Parameter inference on the example of the FitzHugh-Nagumo model
In this tutorial we will explain how to perform Bayesian inference via MCMC sampling with GuidedProposals.jl on the example of the FitzHugh-Nagumo model. We will write a Metropolis-within-Gibbs algorithm that alternately imputes the unobserved path and updates unknown parameter. We will conduct inference for a single parameter, but it will be clear how to extend this tutorial to multiple parameters.
Introduction
Prerequisites
using GuidedProposals, DiffusionDefinition, ObservationSchemes
const GP = GuidedProposals
const DD = DiffusionDefinition
const OBS = ObservationSchemes
using StaticArrays, Random, Plots
Data generation
@load_diffusion FitzHughNagumo
# generate some data
θ = [0.1, -0.8, 1.5, 0.0, 0.3]
P = FitzHughNagumo(θ...)
tt, y1 = 0.0:0.0001:10.0, @SVector [-0.9, -1.0]
X = rand(P, tt, y1)
data = map(
x->(x[1], x[2][1] + 0.1randn()),
collect(zip(X.t, X.x))[1:1000:end]
)[2:end]
#TODO introduce data collection in `ObservationSchemes.jl` with `ObsScheme()` object
# let's examine the data
plot(X, Val(:vs_time), size=(800, 300))
scatter!(map(x->x[1], data), map(x->x[2], data), label="data")
Data preparation
# let's prepare the data
recording = (
P = FitzHughNagumo([0.1, #==# 0.0 #==#, 1.5, 0.0, 0.3]...),
obs = load_data(
ObsScheme(
LinearGsnObs(
0.0, (@SVector [0.0]);
L=(@SMatrix [1.0 0.0]), Σ=(@SMatrix [0.01])
)
),
data
),
t0 = 0.0,
x0_prior = KnownStartingPt(y1),
)
Inference algorithm
# define a simple transition kernel
function customkernel(θ, s::Symbol, scale=0.1)
θ° = deepcopy(θ)
θ°[s] += 2.0*scale*(rand()-0.5)
θ°
end
# and define a function that does the inference
function simple_inference(AuxLaw, recording, dt, θ; ρ=0.5, num_steps=10^4)
# initializations
tts = OBS.setup_time_grids(recording, dt)
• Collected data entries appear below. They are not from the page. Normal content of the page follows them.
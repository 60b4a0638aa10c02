//! The row of command buttons.

use druid::widget::{Button, Flex};
use druid::{Selector, Widget};

use polybez::Command;

/// Sent by the toolbar; handled by the canvas.
pub const EDITOR_COMMAND: Selector<Command> = Selector::new("polytoy.editor-command");

const BUTTON_SPACING: f64 = 8.0;

pub fn build() -> impl Widget<String> {
    Flex::row()
        .with_child(command_button("Reset", Command::Reset))
        .with_spacer(BUTTON_SPACING)
        .with_child(command_button("Add random point", Command::AddRandomPoint))
        .with_spacer(BUTTON_SPACING)
        .with_child(command_button("Remove last point", Command::RemoveLastPoint))
}

fn command_button(label: &str, command: Command) -> Button<String> {
    Button::new(label).on_click(move |ctx, _data, _env| {
        ctx.submit_command(EDITOR_COMMAND.with(command));
    })
}
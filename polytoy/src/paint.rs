//! Replaying a recorded frame with piet.

use druid::piet::StrokeStyle;
use druid::{Color, PaintCtx, RenderContext};

use polybez::{DrawOp, Rgba, Scene};

const BACKGROUND_COLOR: Color = Color::WHITE;

pub fn paint_scene(ctx: &mut PaintCtx, scene: &Scene) {
    let bounds = ctx.size().to_rect();
    ctx.clip(bounds);
    for op in scene.ops() {
        match op {
            DrawOp::Clear => ctx.fill(bounds, &BACKGROUND_COLOR),
            DrawOp::Stroke(path, style) => {
                let color = to_color(style.color);
                match style.dash.as_ref().filter(|d| !d.is_empty()) {
                    Some(dash) => {
                        let stroke = StrokeStyle::new().dash(dash.clone(), 0.0);
                        ctx.stroke_styled(path, &color, style.width, &stroke);
                    }
                    None => ctx.stroke(path, &color, style.width),
                }
            }
            DrawOp::FillCircle(circle, style) => {
                ctx.fill(*circle, &to_color(style.color));
                ctx.stroke(*circle, &to_color(style.outline), style.outline_width);
            }
        }
    }
}

fn to_color(rgba: Rgba) -> Color {
    Color::from_rgba32_u32(rgba.to_rgba32_u32())
}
PP = build_guid_prop(AuxLaw, recording, tts)
PP° = deepcopy(PP)
y1 = rand(recording.x0_prior) # just returns the starting point
XX, WW, Wnr = rand(PP, y1)
XX°, WW° = trajectory(PP)
ll = loglikhd(PP, XX)
paths = []
θθ = Float64[θ[:s],]
imp_a_r = 0
param_a_r = 0
# MCMC
for i in 1:num_steps
# impute a path
_, ll° = rand!(PP, XX°, WW°, WW, ρ, Val(:ll), y1; Wnr=Wnr)
if rand() < exp(ll°-ll)
XX, WW, XX°, WW° = XX°, WW°, XX, WW
ll = ll°
imp_a_r += 1
end
# update parameter s
θ° = customkernel(θ, :s, 0.3)
DD.set_parameters!(PP°, θ°)
recompute_guiding_term!(PP°)
_, ll° = GP.solve_and_ll!(XX°, WW, PP°, y1)
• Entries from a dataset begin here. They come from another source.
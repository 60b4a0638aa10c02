//! Editor appearance and interaction settings.

#[cfg(feature = "serde")]
use serde_::{Deserialize, Serialize};

use crate::surface::{Fill, Rgba, Stroke};

/// Pointer distance, in pixels, within which a press grabs a point.
pub const HIT_RADIUS: f64 = 6.0;
/// Radius of the point markers.
pub const MARKER_RADIUS: f64 = 6.0;
/// Number of straight segments the curve is flattened into.
pub const CURVE_SEGMENTS: usize = 200;

const POLYGON_COLOR: Rgba = Rgba::rgb8(0x6c, 0x75, 0x7d);
const CURVE_COLOR: Rgba = Rgba::rgb8(0x0d, 0x6e, 0xfd);
const ENDPOINT_COLOR: Rgba = Rgba::rgb8(0x19, 0x87, 0x54);
const INTERIOR_COLOR: Rgba = Rgba::rgb8(0xfd, 0x7e, 0x14);
const OUTLINE_COLOR: Rgba = Rgba::rgba8(0x00, 0x00, 0x00, 0x33);

#[derive(Clone, Debug, PartialEq)]
#[cfg_attr(
    feature = "serde",
    derive(Serialize, Deserialize),
    serde(crate = "serde_", default)
)]
pub struct EditorOptions {
    pub hit_radius: f64,
    pub marker_radius: f64,
    pub curve_segments: usize,
    /// The control polygon.
    pub polygon: Stroke,
    pub curve: Stroke,
    /// Markers for the first and last point.
    pub endpoint: Fill,
    pub interior: Fill,
}

impl Default for EditorOptions {
    fn default() -> Self {
        EditorOptions {
            hit_radius: HIT_RADIUS,
            marker_radius: MARKER_RADIUS,
            curve_segments: CURVE_SEGMENTS,
            polygon: Stroke::dashed(POLYGON_COLOR, 1.0, vec![5.0, 5.0]),
            curve: Stroke::solid(CURVE_COLOR, 2.0),
            endpoint: Fill {
                color: ENDPOINT_COLOR,
                outline: OUTLINE_COLOR,
                outline_width: 1.0,
            },
            interior: Fill {
                color: INTERIOR_COLOR,
                outline: OUTLINE_COLOR,
                outline_width: 1.0,
            },
        }
    }
}

impl EditorOptions {
    /// The marker style for an endpoint or an interior point.
    pub(crate) fn marker(&self, is_endpoint: bool) -> &Fill {
        if is_endpoint {
            &self.endpoint
        } else {
            &self.interior
        }
    }

    /// Options with degenerate values replaced by their defaults.
    pub fn sanitized(mut self) -> EditorOptions {
        let defaults = EditorOptions::default();
        if !(self.hit_radius > 0.0) {
            log::warn!("invalid hit radius {}, using default", self.hit_radius);
            self.hit_radius = defaults.hit_radius;
        }
        if !(self.marker_radius > 0.0) {
            log::warn!("invalid marker radius {}, using default", self.marker_radius);
            self.marker_radius = defaults.marker_radius;
        }
        if self.curve_segments == 0 {
            log::warn!("curve needs at least one segment, using default");
            self.curve_segments = defaults.curve_segments;
        }
        self
    }
}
if rand() < exp(ll°-ll) # uniform updates have no contribution to ll
XX, PP, θ, XX°, PP°, θ° = XX°, PP°, θ°, XX, PP, θ
ll = ll°
param_a_r += 1
end
append!(θθ, [θ[:s]])
# progress message
if i % 100 == 0
println(
"$i. ll=$ll, s=$(θ[:s]), imp accpt rate: $(imp_a_r/100), ",
"updt accpt rate: $(param_a_r/100)"
)
imp_a_r = param_a_r = 0
end
# save intermediate path for plotting
i % 400 == 0 && append!(paths, [deepcopy(XX)])
end
paths, θθ
end
Performing inference
@load_diffusion FitzHughNagumoAux
# let's declare which parameters are not changing
DD.const_parameter_names(::Type{<:FitzHughNagumo}) = (:ϵ, :γ, :β, :σ)
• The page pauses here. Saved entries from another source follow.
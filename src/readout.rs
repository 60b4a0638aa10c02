//! The textual readout of the control points.

use crate::points::ControlPoints;

/// A sink for the coordinate readout.
///
/// The editor calls [`show`](Readout::show) after every change to the
/// control points.
pub trait Readout {
    fn show(&mut self, text: &str);
}

/// Keeps only the latest readout.
impl Readout for String {
    fn show(&mut self, text: &str) {
        self.clear();
        self.push_str(text);
    }
}

/// Keeps every readout, oldest first.
impl Readout for Vec<String> {
    fn show(&mut self, text: &str) {
        self.push(text.to_owned());
    }
}

impl<T: Readout + ?Sized> Readout for &mut T {
    fn show(&mut self, text: &str) {
        (**self).show(text)
    }
}

/// Format the points as a pretty-printed JSON array of `["x", "y"]` pairs,
/// each coordinate with one decimal place.
pub fn format_points(points: &ControlPoints) -> String {
    let pairs: Vec<[String; 2]> = points
        .iter()
        .map(|pt| [one_decimal(pt.x), one_decimal(pt.y)])
        .collect();
    serde_json::to_string_pretty(&pairs).unwrap_or_default()
}

/// Format `x` with one decimal place, rounding exact ties away from zero.
///
/// `{:.1}` rounds ties to even. The only doubles exactly halfway between
/// two tenths have a fractional part of `.25` or `.75`, i.e. `4x` is an
/// integer and `2x` is not; both products are exact.
fn one_decimal(x: f64) -> String {
    // no "-0.0"
    let x = if x == 0.0 { 0.0 } else { x };
    let is_tie = (x * 4.0).fract() == 0.0 && (x * 2.0).fract() != 0.0;
    if !is_tie {
        return format!("{:.1}", x);
    }
    // `10x` is exact for |x| < 2^48
    let tenths = (x.abs() * 10.0).round() as u64;
    let sign = if x < 0.0 { "-" } else { "" };
    format!("{}{}.{}", sign, tenths / 10, tenths % 10)
}

#[cfg(test)]
mod tests {
    use super::*;
    use kurbo::Point;

    #[test]
    fn empty() {
        assert_eq!(format_points(&ControlPoints::new()), "[]");
    }

    #[test]
    fn one_decimal_place() {
        let points: ControlPoints = vec![Point::new(10.0, 12.345), Point::new(99.96, 0.04)].into();
        let expected = r#"[
  [
    "10.0",
    "12.3"
  ],
  [
    "100.0",
    "0.0"
  ]
]"#;
        assert_eq!(format_points(&points), expected);
    }

    #[test]
    fn ties_round_away_from_zero() {
        let points: ControlPoints = vec![Point::new(10.25, 0.75)].into();
        assert_eq!(
            format_points(&points),
            "[\n  [\n    \"10.3\",\n    \"0.8\"\n  ]\n]"
        );
        assert_eq!(one_decimal(2.25), "2.3");
        assert_eq!(one_decimal(-2.25), "-2.3");
        assert_eq!(one_decimal(-0.75), "-0.8");
        assert_eq!(one_decimal(0.125), "0.1");
        assert_eq!(one_decimal(-0.0), "0.0");
        assert_eq!(one_decimal(-0.04), "-0.0");
        assert_eq!(one_decimal(7.0), "7.0");
    }

    #[test]
    fn sinks() {
        let mut latest = String::from("stale");
        latest.show("[]");
        assert_eq!(latest, "[]");

        let mut history = Vec::new();
        history.show("a");
        history.show("b");
        assert_eq!(history, vec!["a".to_string(), "b".to_string()]);
    }
}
DD.const_parameter_names(::Type{<:FitzHughNagumoAux}) = (:ϵ, :γ, :β, :σ, :t0, :T, :vT, :xT)
# and do the inference
paths, θθ = simple_inference(
FitzHughNagumoAux, recording, 0.001, Dict(:s=>0.0); ρ=0.96, num_steps=10^4
)
It takes about 45sec on my laptop...
Examining the results
plot(θθ)
p = plot(size=(1400, 800))
for path in paths[end-10:end]
for i in eachindex(path)
plot!(p, path[i], Val(:vs_time), alpha=0.4, label="", color=["red" "steelblue"])
end
end
scatter!(p, map(x->x[1], data), map(x->x[2], data), label="data")
display(p)
Adjusting the code presented in this tutorial to other diffusion processes, observation schemes or flavors of MCMC algorithm should be fairly straightforward, albeit can become tedious. Package DiffusionMCMC.jl (currently under development) has been designed precisely with this in mind and aims to remove the unnecessary, tedious work from the user when performing MCMC inference.